AdaBoost [Freund and Schapire](#Firstpaper) is a method to produce a powerful ensemble by building a sequence of estimators.

**WHY**

Theory fundation: Any weak learning algorithm (performs only slightly better than random guessing, error is less than $1/2-\gamma$) can be efficiently transformed or boosted into a strong learning algorithm \[[Schaprie](#Schaprie)\].


**HOW**

AdaBoost fits a sequence of weak learners on repeatedly modified versions of the data. The data are modified by applying weights $w_1, w_2, ... , w_N$ to each of the training samples in each iteration. 

Initially, all the samples have the same weights $w_i = 1/N$, and at the first step, a weak learner is trained on the orginal data. 

Then, in each successive iteration, the sample weights are individually modified and a learner is trained based on the reweighted data. At a given step, the wights of samples that were incorrectly predicted by the boosted model induced at the previous step are increased, while for the samples that were predicted correctly, their weights are decreased.

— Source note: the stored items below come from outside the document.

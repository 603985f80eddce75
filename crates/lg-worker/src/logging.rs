//! Structured run logging.

use lg_models::RunState;
use tracing::{error, info, warn, Span};

/// Logger for one inspection run.
///
/// Every line carries the run id and operation so a run can be followed
/// through interleaved output.
#[derive(Debug, Clone)]
pub struct RunLogger {
    run_id: String,
    operation: String,
}

impl RunLogger {
    pub fn new(run_id: impl Into<String>, operation: &str) -> Self {
        Self {
            run_id: run_id.into(),
            operation: operation.to_string(),
        }
    }

    pub fn log_start(&self, message: &str) {
        info!(
            run_id = %self.run_id,
            operation = %self.operation,
            "Run started: {}", message
        );
    }

    /// Log a lifecycle transition.
    pub fn log_state(&self, state: RunState, message: &str) {
        if state == RunState::Failed {
            error!(
                run_id = %self.run_id,
                operation = %self.operation,
                state = %state,
                "Run failed: {}", message
            );
        } else {
            info!(
                run_id = %self.run_id,
                operation = %self.operation,
                state = %state,
                "{}", message
            );
        }
    }

    pub fn log_warning(&self, message: &str) {
        warn!(
            run_id = %self.run_id,
            operation = %self.operation,
            "Run warning: {}", message
        );
    }

    pub fn log_completion(&self, message: &str) {
        info!(
            run_id = %self.run_id,
            operation = %self.operation,
            "Run completed: {}", message
        );
    }

    pub fn run_id(&self) -> &str {
        &self.run_id
    }

    pub fn operation(&self) -> &str {
        &self.operation
    }

    /// Span covering the whole run.
    pub fn create_span(&self) -> Span {
        tracing::info_span!(
            "run",
            run_id = %self.run_id,
            operation = %self.operation
        )
    }
}

#[cfg(test)]
mod tests {
    use super::*;

    #[test]
    fn test_run_logger_creation() {
        let logger = RunLogger::new("run-123", "inspection");
        assert_eq!(logger.run_id(), "run-123");
        assert_eq!(logger.operation(), "inspection");
    }
}
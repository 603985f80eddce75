//! Error types for media operations.

use std::path::PathBuf;
use thiserror::Error;

/// Result type for media operations.
pub type MediaResult<T> = Result<T, MediaError>;

/// Errors that can occur during media processing.
#[derive(Debug, Error)]
pub enum MediaError {
    #[error("FFmpeg not found in PATH")]
    FfmpegNotFound,

    #[error("FFprobe not found in PATH")]
    FfprobeNotFound,

    #[error("FFmpeg command failed: {message}")]
    FfmpegFailed {
        message: String,
        stderr: Option<String>,
        exit_code: Option<i32>,
    },

    #[error("FFprobe command failed: {message}")]
    FfprobeFailed {
        message: String,
        stderr: Option<String>,
    },

    #[error("File not found: {0}")]
    FileNotFound(PathBuf),

    #[error("IO error: {0}")]
    Io(#[from] std::io::Error),

    #[error("JSON parse error: {0}")]
    JsonParse(#[from] serde_json::Error),

    #[error("Invalid video file: {0}")]
    InvalidVideo(String),

    #[error("Frame encoding failed: {0}")]
    EncodeFailed(String),

    #[error("Internal error: {0}")]
    Internal(String),
}

impl MediaError {
    /// Create an FFmpeg failure error.
    pub fn ffmpeg_failed(
        message: impl Into<String>,
        stderr: Option<String>,
        exit_code: Option<i32>,
    ) -> Self {
        Self::FfmpegFailed {
            message: message.into(),
            stderr,
            exit_code,
        }
    }

    /// Create a frame encoding error.
    pub fn encode_failed(message: impl Into<String>) -> Self {
        Self::EncodeFailed(message.into())
    }

    /// Create an internal error.
    pub fn internal(message: impl Into<String>) -> Self {
        Self::Internal(message.into())
    }
}
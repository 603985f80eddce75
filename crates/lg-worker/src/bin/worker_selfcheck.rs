use std::path::Path;

use lg_storage::R2Client;
use lg_worker::PipelineConfig;

#[tokio::main]
async fn main() -> anyhow::Result<()> {
    dotenvy::dotenv().ok();
    let config = PipelineConfig::from_env();

    println!(
        "worker-selfcheck: starting with work_dir={}",
        config.work_dir.display()
    );
    ensure_workdir(&config.work_dir).await?;
    ensure_binary("ffmpeg")?;
    ensure_binary("ffprobe")?;
    ensure_env_present(&[
        "GEMINI_API_KEY",
        "R2_ENDPOINT_URL",
        "R2_ACCESS_KEY_ID",
        "R2_SECRET_ACCESS_KEY",
        "R2_BUCKET_NAME",
    ])?;
    ensure_any_env_present(&["GCP_PROJECT_ID", "FIREBASE_PROJECT_ID"])?;
    if std::env::var("FIRESTORE_EMULATOR_HOST").is_err() {
        ensure_env_present(&["GOOGLE_APPLICATION_CREDENTIALS"])?;
    }

    if std::env::args().any(|a| a == "--connect") {
        ensure_r2_reachable().await?;
    }

    println!("worker-selfcheck: ok");
    Ok(())
}

async fn ensure_workdir<P: AsRef<Path>>(path: P) -> anyhow::Result<()> {
    tokio::fs::create_dir_all(path.as_ref()).await?;
    Ok(())
}

fn ensure_binary(name: &str) -> anyhow::Result<()> {
    let path = which::which(name).map_err(|e| anyhow::anyhow!("{} not available: {}", name, e))?;
    println!("worker-selfcheck: {} at {}", name, path.display());
    Ok(())
}

fn ensure_env_present(vars: &[&str]) -> anyhow::Result<()> {
    for var in vars {
        if std::env::var(var).is_err() {
            return Err(anyhow::anyhow!("missing required env var {}", var));
        }
    }
    Ok(())
}

fn ensure_any_env_present(vars: &[&str]) -> anyhow::Result<()> {
    if vars.iter().any(|v| std::env::var(v).is_ok()) {
        Ok(())
    } else {
        Err(anyhow::anyhow!("set one of {}", vars.join(", ")))
    }
}

async fn ensure_r2_reachable() -> anyhow::Result<()> {
    let client = R2Client::from_env()?;
    client.check_connectivity().await?;
    println!("worker-selfcheck: bucket {} reachable", client.bucket());
    Ok(())
}
//! Cloudflare R2 storage for condition report assets.
//!
//! This crate provides:
//! - JPEG still upload under a unique key
//! - Presigned URL generation for report viewers
//! - Connectivity checks

pub mod assets;
pub mod client;
pub mod error;

pub use assets::{asset_key, ASSET_CONTENT_TYPE, ASSET_PREFIX};
pub use client::{R2Client, R2Config};
pub use error::{StorageError, StorageResult};
//! R2 client implementation.

use std::time::Duration;

use aws_config::BehaviorVersion;
use aws_credential_types::Credentials;
use aws_sdk_s3::config::{Builder, Region};
use aws_sdk_s3::presigning::PresigningConfig;
use aws_sdk_s3::primitives::ByteStream;
use aws_sdk_s3::Client;
use tracing::debug;

use crate::error::{StorageError, StorageResult};

/// Configuration for R2 client.
#[derive(Debug, Clone)]
pub struct R2Config {
    /// R2 endpoint URL (S3 API endpoint)
    pub endpoint_url: String,
    pub access_key_id: String,
    pub secret_access_key: String,
    pub bucket_name: String,
    /// Region (usually "auto" for R2)
    pub region: String,
}

impl R2Config {
    /// Create config from environment variables.
    pub fn from_env() -> StorageResult<Self> {
        Ok(Self {
            endpoint_url: required_var("R2_ENDPOINT_URL")?,
            access_key_id: required_var("R2_ACCESS_KEY_ID")?,
            secret_access_key: required_var("R2_SECRET_ACCESS_KEY")?,
            bucket_name: required_var("R2_BUCKET_NAME")?,
            region: std::env::var("R2_REGION").unwrap_or_else(|_| "auto".to_string()),
        })
    }
}

fn required_var(name: &str) -> StorageResult<String> {
    match std::env::var(name) {
        Ok(v) if !v.trim().is_empty() => Ok(v),
        _ => Err(StorageError::config_error(format!("{} not set", name))),
    }
}

/// Cloudflare R2 storage client.
#[derive(Clone)]
pub struct R2Client {
    client: Client,
    bucket: String,
}

impl R2Client {
    /// Create a new R2 client from configuration.
    pub fn new(config: R2Config) -> Self {
        let credentials = Credentials::new(
            &config.access_key_id,
            &config.secret_access_key,
            None,
            None,
            "r2",
        );

        let sdk_config = Builder::new()
            .behavior_version(BehaviorVersion::latest())
            .endpoint_url(&config.endpoint_url)
            .region(Region::new(config.region))
            .credentials_provider(credentials)
            .force_path_style(true)
            .build();

        Self {
            client: Client::from_conf(sdk_config),
            bucket: config.bucket_name,
        }
    }

    /// Create from environment variables.
    pub fn from_env() -> StorageResult<Self> {
        Ok(Self::new(R2Config::from_env()?))
    }

    pub fn bucket(&self) -> &str {
        &self.bucket
    }

    /// Upload bytes to R2.
    pub async fn upload_bytes(
        &self,
        data: Vec<u8>,
        key: &str,
        content_type: &str,
    ) -> StorageResult<()> {
        if key.is_empty() || key.starts_with('/') {
            return Err(StorageError::InvalidKey(key.to_string()));
        }
        debug!("Uploading {} bytes to {}", data.len(), key);

        self.client
            .put_object()
            .bucket(&self.bucket)
            .key(key)
            .body(ByteStream::from(data))
            .content_type(content_type)
            .send()
            .await
            .map_err(|e| StorageError::upload_failed(e.to_string()))?;

        Ok(())
    }

    /// Generate a presigned URL for GET.
    pub async fn presign_get(&self, key: &str, expires_in: Duration) -> StorageResult<String> {
        let presign_config = PresigningConfig::expires_in(expires_in)
            .map_err(|e| StorageError::PresignFailed(e.to_string()))?;

        let presigned = self
            .client
            .get_object()
            .bucket(&self.bucket)
            .key(key)
            .presigned(presign_config)
            .await
            .map_err(|e| StorageError::PresignFailed(e.to_string()))?;

        Ok(presigned.uri().to_string())
    }

    /// Check connectivity to R2 by performing a head bucket operation.
    pub async fn check_connectivity(&self) -> StorageResult<()> {
        self.client
            .head_bucket()
            .bucket(&self.bucket)
            .send()
            .await
            .map_err(|e| StorageError::AwsSdk(format!("R2 connectivity check failed: {}", e)))?;
        Ok(())
    }
}

#[cfg(test)]
mod tests {
    use super::*;
    use serial_test::serial;

    fn set_r2_env() {
        std::env::set_var("R2_ENDPOINT_URL", "https://account.r2.cloudflarestorage.com");
        std::env::set_var("R2_ACCESS_KEY_ID", "key");
        std::env::set_var("R2_SECRET_ACCESS_KEY", "secret");
        std::env::set_var("R2_BUCKET_NAME", "leaseguard");
        std::env::remove_var("R2_REGION");
    }

    #[test]
    #[serial]
    fn test_config_from_env_defaults_region() {
        set_r2_env();
        let config = R2Config::from_env().unwrap();
        assert_eq!(config.bucket_name, "leaseguard");
        assert_eq!(config.region, "auto");
    }

    #[test]
    #[serial]
    fn test_config_from_env_requires_bucket() {
        set_r2_env();
        std::env::set_var("R2_BUCKET_NAME", "  ");
        let err = R2Config::from_env().unwrap_err();
        assert!(matches!(err, StorageError::ConfigError(ref m) if m.contains("R2_BUCKET_NAME")));
        std::env::set_var("R2_BUCKET_NAME", "leaseguard");
    }

    #[tokio::test]
    #[serial]
    async fn test_upload_rejects_absolute_key() {
        set_r2_env();
        let client = R2Client::from_env().unwrap();
        let err = client
            .upload_bytes(vec![1, 2, 3], "/abs/key.jpg", "image/jpeg")
            .await
            .unwrap_err();
        assert!(matches!(err, StorageError::InvalidKey(_)));
    }
}
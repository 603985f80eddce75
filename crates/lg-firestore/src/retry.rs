//! Retry with exponential backoff and full jitter.
//!
//! Transient failures (network, 429, 5xx) are retried; everything else
//! returns immediately. A 429 backoff hint wins over the computed delay.

use std::time::Duration;

use tracing::{info_span, warn, Instrument};

use crate::error::{FirestoreError, FirestoreResult};
use crate::metrics::record_retry;

/// Retry policy configuration.
#[derive(Debug, Clone)]
pub struct RetryConfig {
    pub max_retries: u32,
    /// Base delay for exponential backoff (ms)
    pub base_delay_ms: u64,
    /// Maximum delay cap (ms)
    pub max_delay_ms: u64,
}

impl Default for RetryConfig {
    fn default() -> Self {
        Self {
            max_retries: 3,
            base_delay_ms: 100,
            max_delay_ms: 5000,
        }
    }
}

impl RetryConfig {
    /// Create config from environment variables.
    pub fn from_env() -> Self {
        let defaults = Self::default();
        Self {
            max_retries: defaults.max_retries,
            base_delay_ms: env_u64("FIRESTORE_RETRY_BASE_MS").unwrap_or(defaults.base_delay_ms),
            max_delay_ms: env_u64("FIRESTORE_RETRY_MAX_MS").unwrap_or(defaults.max_delay_ms),
        }
    }
}

fn env_u64(name: &str) -> Option<u64> {
    std::env::var(name).ok().and_then(|s| s.parse().ok())
}

/// Execute an async operation with retry.
pub async fn with_retry<T, F, Fut>(
    config: &RetryConfig,
    operation: &str,
    op: F,
) -> FirestoreResult<T>
where
    F: Fn() -> Fut,
    Fut: std::future::Future<Output = FirestoreResult<T>>,
{
    let mut attempt = 0;
    loop {
        let span = info_span!("firestore_retry", operation = %operation, attempt = attempt + 1);

        match op().instrument(span).await {
            Ok(value) => return Ok(value),
            Err(e) if e.is_retryable() && attempt < config.max_retries => {
                let delay = calculate_delay(config, attempt, e.retry_after_ms());
                warn!(
                    operation = %operation,
                    attempt = attempt + 1,
                    delay_ms = delay.as_millis() as u64,
                    "Firestore operation failed, retrying: {}",
                    e
                );
                record_retry(operation);
                tokio::time::sleep(delay).await;
                attempt += 1;
            }
            Err(e) => return Err(e),
        }
    }
}

fn calculate_delay(config: &RetryConfig, attempt: u32, retry_after_ms: Option<u64>) -> Duration {
    if let Some(after) = retry_after_ms {
        return Duration::from_millis(after);
    }

    let exp_delay = config
        .base_delay_ms
        .saturating_mul(2u64.saturating_pow(attempt));
    let capped = exp_delay.min(config.max_delay_ms);

    // Sub-second clock noise stands in for a random source
    let jittered = if capped > 0 {
        let nanos = std::time::SystemTime::now()
            .duration_since(std::time::UNIX_EPOCH)
            .map(|d| d.subsec_nanos())
            .unwrap_or(0);
        ((capped as f64) * ((nanos % 1000) as f64 / 1000.0)) as u64
    } else {
        0
    };

    Duration::from_millis(jittered.max(config.base_delay_ms))
}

As iterations proceed, examples that are hard to predict will receive very high weights.

<a name="Firstpaper"></a> \[[Freund and Schapire](https://books.google.com.au/books?hl=en&lr=&id=CAnxFA6DaagC&oi=fnd&pg=PA23&dq=a+decision+theoretic+generalization+of+online+learning&ots=XaVCZZZXsD&sig=2YyHZOvGolS_gG7uhZ1KuPZYjPc#v=onepage&q=a%20decision%20theoretic%20generalization%20of%20online%20learning&f=false)\] Schapire, R.E. and Freund, Y., 1995, March. A decision-theoretic generalization of on-line learning and an application to boosting. In Second European Conference on Computational Learning Theory (pp. 23-37).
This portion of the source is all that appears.